Shopping Cart


A shopping cart is a part of ecommerce software that facilitates the customer in their purchase. It helps customers select products, review their selection, and buy.

What Is a Shopping Cart?

In ecommerce, a shopping cart is a part of the software that facilitates the customer in their purchase. It accepts the customer’s order and personal details, then relays the information to the merchant, payment processor, and other entities. Acting as the online store’s core, a shopping cart helps customers select products, review their selection, and buy.

Why Are Shopping Carts Important?

Shopping carts are the connection between shopping and completing a purchase. If you have ever shopped at an ecommerce store, you dealt with a shopping cart in that transaction.
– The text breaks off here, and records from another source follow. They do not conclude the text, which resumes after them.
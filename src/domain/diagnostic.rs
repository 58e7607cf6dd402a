use std::fmt;

use serde::Serialize;

/// A non-fatal note about audit text the parser skipped.
///
/// Malformed audits are expected input, so nothing here aborts a parse; the
/// notes only make the skipped input visible. Line numbers are 1-based.
#[derive(Debug, Clone, PartialEq, Eq, Serialize)]
#[serde(tag = "kind", rename_all = "snake_case")]
pub enum Diagnostic {
    /// No taken-courses section was found: neither start marker appears, or
    /// the audit lacks `ACADEMIC RECORD UNIT TOTAL` and `UCLA COURSEWORK`
    /// (a bare `UCLA UNITS` is then not enough).
    MissingTakenSection,

    /// A line in the taken section starts with a term code but names no
    /// known department.
    UnrecognizedTakenLine {
        /// Line number in the audit text.
        line: usize,
        /// The trimmed line.
        text: String,
    },

    /// A `SELECT FROM:` block under a science-technology elective header was
    /// skipped.
    SkippedElectiveBlock {
        /// Line number of the `SELECT FROM:` marker.
        line: usize,
    },

    /// A fragment of a `SELECT FROM:` list produced no course.
    UnparsedFragment {
        /// Line number of the `SELECT FROM:` marker.
        line: usize,
        /// The fragment, after range expansion.
        text: String,
    },

    /// A `SELECT FROM:` block yielded no course options at all.
    EmptyRequirement {
        /// Line number of the `SELECT FROM:` marker.
        line: usize,
    },
}

impl fmt::Display for Diagnostic {
    fn fmt(&self, f: &mut fmt::Formatter) -> fmt::Result {
        match self {
            Self::MissingTakenSection => f.write_str("no taken-courses section found"),
            Self::UnrecognizedTakenLine { line, text } => {
                write!(f, "line {line}: no known department in '{text}'")
            }
            Self::SkippedElectiveBlock { line } => {
                write!(f, "line {line}: skipped science-technology elective block")
            }
            Self::UnparsedFragment { line, text } => {
                write!(f, "line {line}: no course found in '{text}'")
            }
            Self::EmptyRequirement { line } => {
                write!(f, "line {line}: requirement lists no course options")
            }
        }
    }
}
//! Reading `FA23 COM SCI 31` lines out of the taken-courses section.

use std::sync::LazyLock;

use regex::Regex;
use tracing::instrument;

use super::sections::TakenSection;
use crate::domain::{CourseToken, Diagnostic, Registry, Season, TakenCourse, Term};

static TAKEN_LINE: LazyLock<Regex> =
    LazyLock::new(|| Regex::new(r"^(FA|WI|SP|SU)(\d{2})\s+(.+)$").unwrap());

/// Extracts `(term, course)` records from the taken-courses section.
///
/// Only lines shaped like `FA23 COM SCI 31` are considered. The department
/// is the longest registry code the remainder starts with; whatever follows
/// it is the course number. Lines with a term prefix but no known department
/// are dropped and reported as diagnostics. Records keep document order and
/// repeats.
#[instrument(level = "debug", skip_all, fields(first_line = section.first_line))]
pub fn extract_taken_courses(
    section: TakenSection<'_>,
    diagnostics: &mut Vec<Diagnostic>,
) -> Vec<TakenCourse> {
    let registry = Registry::global();
    let mut courses = Vec::new();

    for (offset, line) in section.text.split('\n').enumerate() {
        let line = line.trim();
        let Some(captures) = TAKEN_LINE.captures(line) else {
            continue;
        };
        let line_number = section.first_line + offset;

        let term = Season::from_code(&captures[1])
            .zip(captures[2].parse::<u8>().ok())
            .and_then(|(season, year)| Term::new(season, year));
        let remainder = captures[3].trim();

        let course = registry.longest_prefix_of(remainder).and_then(|department| {
            let number = remainder[department.len()..].trim();
            if number.is_empty() {
                None
            } else {
                CourseToken::qualified(department.as_str(), number)
            }
        });

        match (term, course) {
            (Some(term), Some(course)) => {
                tracing::trace!(line = line_number, %term, %course, "taken course");
                courses.push(TakenCourse { term, course });
            }
            _ => {
                tracing::debug!(line_number, "dropping taken line '{line}'");
                diagnostics.push(Diagnostic::UnrecognizedTakenLine {
                    line: line_number,
                    text: line.to_string(),
                });
            }
        }
    }

    courses
}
A cart has three aspects:

  1. It saves product information
  2. It acts as a gateway for order, catalog, and consumer management
  3. It contains product data, categories, and website information for user display

Here is another perspective: The online shopping cart is similar to the ones we have in a physical store, but it is more versatile. It is the shelf, the cash register, the clearance sign, and the credit card machine, all simultaneously. 

What Are the Types of Shopping Carts?

Every ecommerce store should have shopping cart functionality to sell products or services to customers. If you’re planning to launch an ecommerce website, you can choose from two types of shopping carts to integrate into your store:

1. Hosted Shopping Carts

Hosted shopping carts are managed by the company that creates them. To set up your cart, all you need to do is sign up with an ecommerce platform, and you are good to go. You can either use pre-made website templates, set up a new store, or add purchase buttons to your existing website and start selling. The most popularly hosted cart by far is Shopify, but there are many other options out there.

2. Self-Hosted Shopping Carts

These carts are 100% customizable solutions that you host on your own server. This simply means that you download software and you run it by yourself. It also means that if an error pops up, you have to fix it yourself. More control and more flexibility bring more responsibility. Magento and PrestaShop are some popular examples of self-hosted ecommerce shopping carts. When using a self-hosted cart, note that you need to develop or subscribe with a third party for any additional functionality or integrations with other systems.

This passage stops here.